2/18/2003

















Cured Salmon & Boston Brown Bread
Appetizer
Serves 4

Sharon and I traveled to Nantucket in early October of 2001 with our good IMAP friends, Maja and Cordell from Portland, Oregon. Our destination on Nantucket (meaning “far away island”) was The Wauwinet, a Relais & Chateaux listed inn originally built by two sea captains in 1876. Wauwinet is about as far east as you can get on the island, sitting on a spit of land between the Atlantic and the bay next to a wildlife sanctuary.

Wauwinet is also home to Chef Chris Freeman’s Topper’s, one of the finest restaurants on the East Coast. Wine Spectator gives Topper’s its Grand Award for cellarmaster Craig Hanna’s $600,000, 18,000-bottle wine cellar with 800 vintages. Wauwinet’s own boat brings in fresh lobster and scallops each day from the bay. Breakfast was included in our room rate, and in particular I enjoyed wild turkey hash and scrambled eggs.

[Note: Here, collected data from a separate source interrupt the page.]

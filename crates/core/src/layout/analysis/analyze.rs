//! Main reconstruct() entry point.
//!
//! Runs the stages in order: validation, noise split, threshold resolution,
//! spatial index, line grouping, block grouping, reading order.

use tracing::{debug, instrument};

use crate::error::Result;
use crate::utils::{HasBBox, median};

use super::super::elements::{DropReason, DroppedWord, LayoutDocument, Word};
use super::super::params::LayoutParams;
use super::blocks::group_lines;
use super::lines::group_words;
use super::ordering::order_blocks;
use super::spatial::SpatialIndex;

/// Reconstructs the reading-order layout of a set of words.
///
/// Parameters are validated before any work starts. Zero-area words are
/// reported in `LayoutDocument::dropped` rather than placed. An empty input
/// (or one made only of zero-area words) yields a document without blocks.
#[instrument(skip_all, fields(words = words.len()))]
pub fn reconstruct(words: Vec<Word>, params: &LayoutParams) -> Result<LayoutDocument> {
    params.validate()?;

    let dropped: Vec<DroppedWord> = words
        .iter()
        .enumerate()
        .filter(|(_, w)| w.is_degenerate())
        .map(|(index, w)| DroppedWord {
            index,
            word: w.clone(),
            reason: DropReason::ZeroArea,
        })
        .collect();
    if !dropped.is_empty() {
        debug!(dropped = dropped.len(), "excluded zero-area words");
    }

    let heights: Vec<f64> = words
        .iter()
        .filter(|w| !w.is_degenerate())
        .map(|w| w.height())
        .collect();
    let Some(median_word_height) = median(&heights) else {
        return Ok(LayoutDocument::new(Vec::new(), dropped, words));
    };

    let blocks = {
        let resolved = params.resolve(median_word_height);
        let index = SpatialIndex::build(&words);
        let lines = group_words(&resolved, &index);

        let line_heights: Vec<f64> = lines.iter().map(|l| l.height()).collect();
        let resolved = resolved.with_line_height(median(&line_heights).unwrap_or(median_word_height));
        debug!(
            line_height_tolerance = resolved.line_height_tolerance,
            word_gap_tolerance = resolved.word_gap_tolerance,
            block_gap_threshold = resolved.block_gap_threshold,
            "resolved thresholds"
        );

        let blocks = group_lines(&resolved, lines);
        order_blocks(&resolved, blocks)
    };

    Ok(LayoutDocument::new(blocks, dropped, words))
}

Our one dinner at Topper’s was among the finest I have ever experienced. This surprising appetizer of fresh-baked Boston brown bread was served with cured Salmon, Crème Fraîche and a dollop of caviar. As always, the key to this recipe is simplicity and the quality of its ingredients.

4 ounces smoked or cured Salmon, such as Gravet Laks.
1 can Boston brown bread, or a small loaf of fresh, sweet, moist bread
4 generous tablespoons of Crème Fraîche
1 ounce caviar

Preparation: 1. [Boston brown bread in a can is difficult to find these days. Baking it from scratch is time consuming, requiring three hours of steaming. Therefore I recommend buying any good fresh, sweet, moist bread, such as zucchini or banana bread. Raisins in the bread are an added plus. Experiment!] Wrap the bread in saran wrap and microwave or heat it until comfortably warm to the touch. Cut the bread into four ½-inch thick slices. Take a round cookie cutter and cut out four rounds, reserving the excess for another use. Place one round in the center of each appetizer plate. 2. [I happen to like citrus-cured Salmon if you can find it. Gravet Laks is excellent as well.] Drape three or four thin slices of the cured Salmon on top of the bread round. 3. Spoon a generous tablespoon of Crème Fraîche on top of the Salmon. 4. Making a shallow depression in the top of the crème fraiche, spoon in ¼ ounce of caviar on top. Serve at once while the bread is still warm.

Notes: Russian caviar is quite expensive obviously and as my hero, Jacques Pépin, said, “The international trade in beluga caviar ought to be halted until the fish that produce it are no longer threatened with extinction. During this time, caviar lovers might try the roe of United States farm-grown sturgeon, which has improved tremendously in the last few years and is more affordable than Caspian caviar."

There are many kinds of American caviar now available. "The sturgeon roe substitutes nicely for osetra. The gray-black paddlefish roe and the orangish trout roe are both good. The salmon roe is terrific, each big egg like a tiny clear marble...bursting with briny flavor." Gourmet magazine said, "Caviar is synonymous with luxury, but it may soon be associated with extinction. Your caviar dreams don't have to be an environmental nightmare. In a tasting of several farm-raised domestic caviars, we found Sterling Classic white sturgeon caviar from Stolt Sea Farm ‘truly delicious and fresh-tasting, with a great texture.' And even among those of us who don't really like salmon roe, the rainbow trout caviar from Sunburst Trout Company elicited raves."